:: What is expected ::
Only the lines with "unwrap" in the entries below belong in the answer; please copy them.

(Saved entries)
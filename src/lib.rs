//! # mbtiled
//!
//! A tile server for MBTiles map packages.
//!
//! Serves pre-rendered vector tiles (gzip-compressed MVT) and raster
//! hillshade tiles over HTTP, with a single byte-bounded in-memory LRU cache
//! in front of the package reads so hot tiles never touch SQLite twice.
//!
//! ## Features
//!
//! - **Byte-bounded LRU cache**: capacity in bytes, not entries; strict
//!   recency eviction; SHA-256 content fingerprints reused as ETags
//! - **Row-convention fallback**: requests use XYZ row numbering, packages
//!   are expected in TMS; packages that deviate are still served, with a
//!   warning
//! - **Observability**: a `/status` endpoint exposing cache occupancy and
//!   request counters
//!
//! ## Architecture
//!
//! - [`cache`] - byte-bounded LRU cache with content fingerprints
//! - [`tile`] - tile coordinates and the cache-aside resolution protocol
//! - [`mbtiles`] - read-only SQLite package access
//! - [`server`] - axum handlers, routes, and request metrics
//! - [`config`] - CLI flags and cache-size parsing
//!
//! ## Example
//!
//! ```rust,no_run
//! use std::sync::Arc;
//!
//! use mbtiled::cache::ByteCache;
//! use mbtiled::mbtiles::Mbtiles;
//! use mbtiled::server::{create_router, AppState, RouterConfig};
//! use mbtiled::tile::TileResolver;
//!
//! #[tokio::main]
//! async fn main() {
//!     let cache = Arc::new(ByteCache::new(512 * 1024 * 1024));
//!     let package = Mbtiles::open("zoomstack.mbtiles").await.unwrap();
//!     let resolver = TileResolver::new(package, Arc::clone(&cache));
//!
//!     let state = AppState::new(resolver, None, cache);
//!     let router = create_router(state, RouterConfig::new());
//!
//!     let listener = tokio::net::TcpListener::bind("0.0.0.0:8080").await.unwrap();
//!     axum::serve(listener, router).await.unwrap();
//! }
//! ```

pub mod cache;
pub mod config;
pub mod error;
pub mod mbtiles;
pub mod server;
pub mod tile;

// Re-export commonly used types
pub use cache::{ByteCache, CacheStatus};
pub use config::{parse_cache_size, Config};
pub use error::SourceError;
pub use mbtiles::{Mbtiles, Metadata};
pub use server::{create_router, AppState, Metrics, RouterConfig};
pub use tile::{ResolvedTile, TileCoordinate, TileDataSource, TileOrigin, TileResolver};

:: Response below ::
//!     let package = Mbtiles::open("zoomstack.mbtiles").await.unwrap();
//!     let listener = tokio::net::TcpListener::bind("0.0.0.0:8080").await.unwrap();
//!     axum::serve(listener, router).await.unwrap();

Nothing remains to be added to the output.